Legal high addicts seek centre's help
The Canterbury District Health Board is treating a couple of people a month for addiction to legal highs or synthetic cannabis.
The Kennedy Detoxification unit at Christchurch's Hillmorton Hospital, which serves all of the South Island, treats people for substance addiction, including synthetic cannabis abuse.
Addiction services clinical director Alfred Dell'ario said an average of "one to two" patients a month with an addiction to legal highs or synthetic cannabis had been seen at the detoxification unit in the past 12 months.
Additional patients being treated for an addiction to other substances had also been regular users of synthetic cannabis, he said.
Blenheim woman Anesha Stratton will be treated for synthetic cannabis addiction at the detoxification centre when she is admitted next week.
The 19-year-old smoked legal highs for less than a year before she realised in September that the habit had become an addiction while she was living in Nelson.
She said on Tuesday that she woke up at least three times a night to smoke synthetic cannabis because she woke up feeling sick and needed it to sleep.
"I'd wake up during the night with hot and cold sweats," she said. "I had to have another smoke so I could stop feeling sick."
She was not hungry when she was sober but ate when she was high, causing her to vomit every morning when she woke up.
She used her benefit money, about $210 a week, to pay her board. The rest went on AK47, a type of synthetic cannabis that has since been taken off the market.
At her worst, Stratton smoked 3 grams a day which cost $20 and gave her up to 50 hits using a bong, she said.
"The initial high only lasts 10 minutes, so you'd just sit around all day and continually smoke it."
She lost motivation for anything other than getting money to fund her habit and her weight dropped from 55 kilograms to 48kg.
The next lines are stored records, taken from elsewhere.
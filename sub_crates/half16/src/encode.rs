//! Binary32 to half conversion.
//!
//! All of the encoders here produce identical bits for every one of the
//! 2^32 possible inputs.  They differ only in how they get there:
//!
//! - `float_to_half()` looks up the half sign and exponent in a 512-entry
//!   table, which handles nearly all values that become normal halfs with
//!   just a rounding add.  Everything else goes through the slow path.
//! - `float_to_half_slow()` is the slow path on its own: a full bit-level
//!   conversion that handles every case.
//! - `float_to_half_table_free()` classifies by magnitude thresholds
//!   instead, and needs no table at all.
//!
//! Rounding is always to nearest, ties to even.  Values too large for half
//! saturate to a signed infinity, and NaNs always stay NaN.

use crate::{
    algorithm::{float_bits_to_half, round_mantissa},
    layout::{
        F32_EXP_MASK, F32_MANT_BITS, F32_MANT_MASK, F32_SIGN_MASK, HALF_EXP_MASK, MANT_SHIFT,
        SIGN_EXP_INDEX_MASK,
    },
    tables::EXPONENT_LUT,
};

/// Converts a float to the nearest half, returning its bit pattern.
///
/// This never fails: overflow saturates to infinity, underflow goes
/// gradually through the half subnormals to a zero of the same sign, and
/// NaN input produces a NaN half.
#[inline]
pub fn float_to_half(f: f32) -> u16 {
    let x = f.to_bits();

    // Numeric comparison, so that both zeros end up here with their sign.
    if f == 0.0 {
        return (x >> 16) as u16;
    }

    let e = EXPONENT_LUT[((x >> F32_MANT_BITS) & SIGN_EXP_INDEX_MASK) as usize];
    if e != 0 {
        // A rounding carry out of the mantissa correctly bumps the exponent,
        // and the table excludes the exponent where that could overflow.
        e + (round_mantissa(x & F32_MANT_MASK) >> MANT_SHIFT) as u16
    } else {
        float_bits_to_half(x)
    }
}

/// Converts a float to a half using only the full bit-level algorithm.
///
/// Same result as `float_to_half()` for every input.  Mostly useful as a
/// reference.
#[inline]
pub fn float_to_half_slow(f: f32) -> u16 {
    float_bits_to_half(f.to_bits())
}

/// Converts a float to a half without any lookup table.
///
/// Same result as `float_to_half()` for every input.
#[inline]
pub fn float_to_half_table_free(f: f32) -> u16 {
    let bits = f.to_bits();
    let ui = bits & !F32_SIGN_MASK;
    let ret = ((bits >> 16) & 0x8000) as u16;

    // Zero, or at most half the smallest half subnormal (which ties to zero).
    if ui < 0x3300_0001 {
        return ret;
    }

    // Infinity or NaN.
    if ui >= F32_EXP_MASK {
        if ui == F32_EXP_MASK {
            return ret | HALF_EXP_MASK;
        }
        let m = ((ui & F32_MANT_MASK) >> MANT_SHIFT) as u16;
        return ret | HALF_EXP_MASK | m | (m == 0) as u16;
    }

    // Rounds to at least 65520, which is infinity.
    if ui > 0x477f_efff {
        return ret | HALF_EXP_MASK;
    }

    // Normal half.  Rebias the exponent in place and round.
    if ui >= 0x3880_0000 {
        let ui = ui - 0x3800_0000;
        return ret | ((ui + 0x0fff + ((ui >> 13) & 1)) >> 13) as u16;
    }

    // Subnormal half.
    let e = ui >> 23;
    let shift = 0x7e - e;
    let m = 0x80_0000 | (ui & 0x7f_ffff);
    let r = m << (32 - shift);
    let mut ret = ret | (m >> shift) as u16;
    if r > 0x8000_0000 || (r == 0x8000_0000 && (ret & 1) != 0) {
        ret += 1;
    }
    ret
}

/// Converts a slice of floats to halfs.
///
/// Panics if the slices have different lengths.
pub fn float_to_half_slice(src: &[f32], dst: &mut [u16]) {
    assert_eq!(
        src.len(),
        dst.len(),
        "float_to_half_slice(): source and destination lengths differ"
    );
    for (h, &f) in dst.iter_mut().zip(src.iter()) {
        *h = float_to_half(f);
    }
}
By October, she was behind in her rent and was kicked out of the boarding house. She did not tell anyone about her addiction because she was ashamed, Stratton said.
Her mother, Tracie Stratton, moved to Australia in August and did not realise the extent of her daughter's addiction until she visited her in Queensland in November.
She moved back to Blenheim to get help for her daughter.
"She was rocking back and forth, just crying and rocking," she said. "She was really messed up."
Dell'ario said treatment for synthetic cannabis abuse was difficult because doctors usually had no idea what chemicals were in each product.
Some patients who were doing well after treatment had relapsed after using synthetic cannabis, he said.
"Synthetic cannabis, or legal highs, can cause serious problems and harm, both for people who have never used it before but in particular for our existing mental health clients," he said.
Patients going through withdrawal from legal highs could face insomnia, vomiting, diarrhoea, cramps, sweating, hot and cold flushes, shakes, tremors, rapid heart rate, high blood pressure, irritability and anxiety. Some patients also suffered from psychosis, he said.
Synthetic cannabis abuse has also been linked to seizures but no patients had experienced that while in the unit, he said. Detoxification at the Kennedy unit takes between seven and 10 days and is followed by treatment and rehabilitation.